TASK ITEM:
The span to copy runs from the line containing "by the caller." to the last line below. Copy it exactly, with nothing else.

START MATERIAL FOR THIS TASK

use crate::{
    db::Database,
    state::{
        NodeDatabase,
        SnapshotTree,
        Trie,
        error::{
            StateError,
            StateResult,
            TrieResult,
        },
    },
    types::KECCAK_EMPTY,
};
use alloy_primitives::{
    B256,
    Bytes,
};
use moka::sync::Cache;
use parking_lot::RwLock;
use std::sync::Arc;

/// Weighted capacity of the contract code cache, in bytes.
const CODE_CACHE_SIZE: u64 = 64 * 1024 * 1024;

/// Entry point for opening state tries: the shared node database, a code
/// cache and the optional snapshot tree.
#[derive(Debug)]
pub struct StateDatabase {
    node_db: Arc<NodeDatabase>,
    code_cache: Cache<B256, Bytes>,
    snapshots: RwLock<Option<Arc<SnapshotTree>>>,
}

impl StateDatabase {
    pub fn new(db: Arc<Database>, trie_cache_limit_mib: usize) -> Self {
        Self::with_node_db(Arc::new(NodeDatabase::new(db, trie_cache_limit_mib)))
    }

    pub fn with_node_db(node_db: Arc<NodeDatabase>) -> Self {
        Self {
            node_db,
            code_cache: Cache::builder()
                .weigher(|_, code: &Bytes| u32::try_from(code.len()).unwrap_or(u32::MAX))
                .max_capacity(CODE_CACHE_SIZE)
                .build(),
            snapshots: RwLock::new(None),
        }
    }

    pub fn node_db(&self) -> &Arc<NodeDatabase> {
        &self.node_db
    }

    pub fn disk_db(&self) -> &Arc<Database> {
        self.node_db.disk_db()
    }

    pub fn open_trie(&self, root: B256) -> TrieResult<Trie> {
        Trie::open(root, self.node_db.clone())
    }

    pub fn open_storage_trie(&self, root: B256) -> TrieResult<Trie> {
        Trie::open(root, self.node_db.clone())
    }

    pub fn contract_code(&self, code_hash: B256) -> StateResult<Bytes> {
        if code_hash == KECCAK_EMPTY {
            return Ok(Bytes::new());
        }
        if let Some(code) = self.code_cache.get(&code_hash) {
            return Ok(code);
        }
        let code = Bytes::from(
            self.disk_db()
                .read_code(code_hash)?
                .ok_or(StateError::MissingCode(code_hash))?,
        );
        self.code_cache.insert(code_hash, code.clone());
        Ok(code)
    }

    pub fn contract_code_size(&self, code_hash: B256) -> StateResult<usize> {
        self.contract_code(code_hash).map(|code| code.len())
    }

    pub(crate) fn cache_code(&self, code_hash: B256, code: Bytes) {
        self.code_cache.insert(code_hash, code);
    }

    pub fn snapshots(&self) -> Option<Arc<SnapshotTree>> {
        self.snapshots.read().clone()
    }

    pub fn set_snapshots(&self, snapshots: Option<Arc<SnapshotTree>>) {
        *self.snapshots.write() = snapshots;
    }
}
//! Execution seam between the state transition and a virtual machine.
//!
//! Block processing only needs to move value, store contract code and
//! observe logs and failures. It talks to an implementation of [`Vm`], which
//! mutates the [`StateDb`] it is handed and reports an [`ExecutionOutcome`].

mod error;
mod reference;

pub use error::{
    VmError,
    receipt_status,
};
pub use reference::{
    MAX_CODE_SIZE,
    ReferenceVm,
    REVERT_MARKER,
};

use crate::{
    state::StateDb,
    types::Header,
};
use alloy_primitives::{
    Address,
    Bytes,
    U256,
};
use std::fmt::Debug;

/// Knobs that do not change consensus results.
#[derive(Debug, Clone, Copy, Default, PartialEq, Eq)]
pub struct VmConfig {
    /// Log every message at `trace` level.
    pub debug: bool,
}

impl VmConfig {
    pub fn with_debug(mut self, debug: bool) -> Self {
        self.debug = debug;
        self
    }
}

/// Block-level values visible to executed code.
#[derive(Debug, Clone, PartialEq, Eq)]
pub struct BlockContext {
    pub number: u64,
    pub time: u64,
    pub block_score: U256,
    /// Block author as resolved by the consensus engine.
    pub coinbase: Address,
    pub rewardbase: Address,
    pub base_fee: Option<U256>,
    pub gas_limit: u64,
}

impl BlockContext {
    pub fn new(header: &Header, author: Address) -> Self {
        Self {
            number: header.number,
            time: header.time,
            block_score: header.block_score,
            coinbase: author,
            rewardbase: header.rewardbase,
            base_fee: header.base_fee,
            gas_limit: header.gas_limit,
        }
    }
}

/// Transaction-level values visible to executed code.
#[derive(Debug, Clone, Copy, PartialEq, Eq)]
pub struct TxContext {
    pub origin: Address,
    /// Effective gas price. The block base fee overrides the declared price
    /// once it is set.
    pub gas_price: U256,
}

/// Everything an execution can observe about its environment.
#[derive(Debug, Clone, Copy)]
pub struct ExecutionContext<'a> {
    pub block: &'a BlockContext,
    pub tx: &'a TxContext,
    pub config: &'a VmConfig,
}

/// A message derived from a transaction.
#[derive(Debug, Clone, PartialEq, Eq)]
pub struct Message {
    pub from: Address,
    /// `None` creates a contract.
    pub to: Option<Address>,
    pub value: U256,
    pub input: Bytes,
    /// Sender nonce before the transaction was applied.
    pub nonce: u64,
}

/// Result of running a message.
#[derive(Debug, Clone, Default, PartialEq, Eq)]
pub struct ExecutionOutcome {
    pub gas_left: u64,
    pub output: Bytes,
    pub error: Option<VmError>,
    pub contract_address: Option<Address>,
}

impl ExecutionOutcome {
    pub fn failed(&self) -> bool {
        self.error.is_some()
    }
}

/// A virtual machine the state transition can run messages on.
///
/// Implementations must leave `state` untouched by a failed execution, apart
/// from gas accounting done by the caller.
pub trait Vm: Send + Sync + Debug {
    /// Runs a message addressed to `to`.
    fn call(
        &self,
        ctx: &ExecutionContext<'_>,
        state: &mut StateDb,
        msg: &Message,
        to: Address,
        gas: u64,
    ) -> ExecutionOutcome;

    /// Deploys `msg.input` as the code of a new account.
    fn create(
        &self,
        ctx: &ExecutionContext<'_>,
        state: &mut StateDb,
        msg: &Message,
        gas: u64,
    ) -> ExecutionOutcome;
}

END MATERIAL FOR THIS TASK

TASK RESPONSE:
/// from gas accounting done by the caller.
pub trait Vm: Send + Sync + Debug {
    /// Runs a message addressed to `to`.
    fn call(
        &self,
        ctx: &ExecutionContext<'_>,
        state: &mut StateDb,
        msg: &Message,
        to: Address,
        gas: u64,
    ) -> ExecutionOutcome;

    /// Deploys `msg.input` as the code of a new account.
    fn create(
        &self,
        ctx: &ExecutionContext<'_>,
        state: &mut StateDb,
        msg: &Message,
        gas: u64,
    ) -> ExecutionOutcome;
}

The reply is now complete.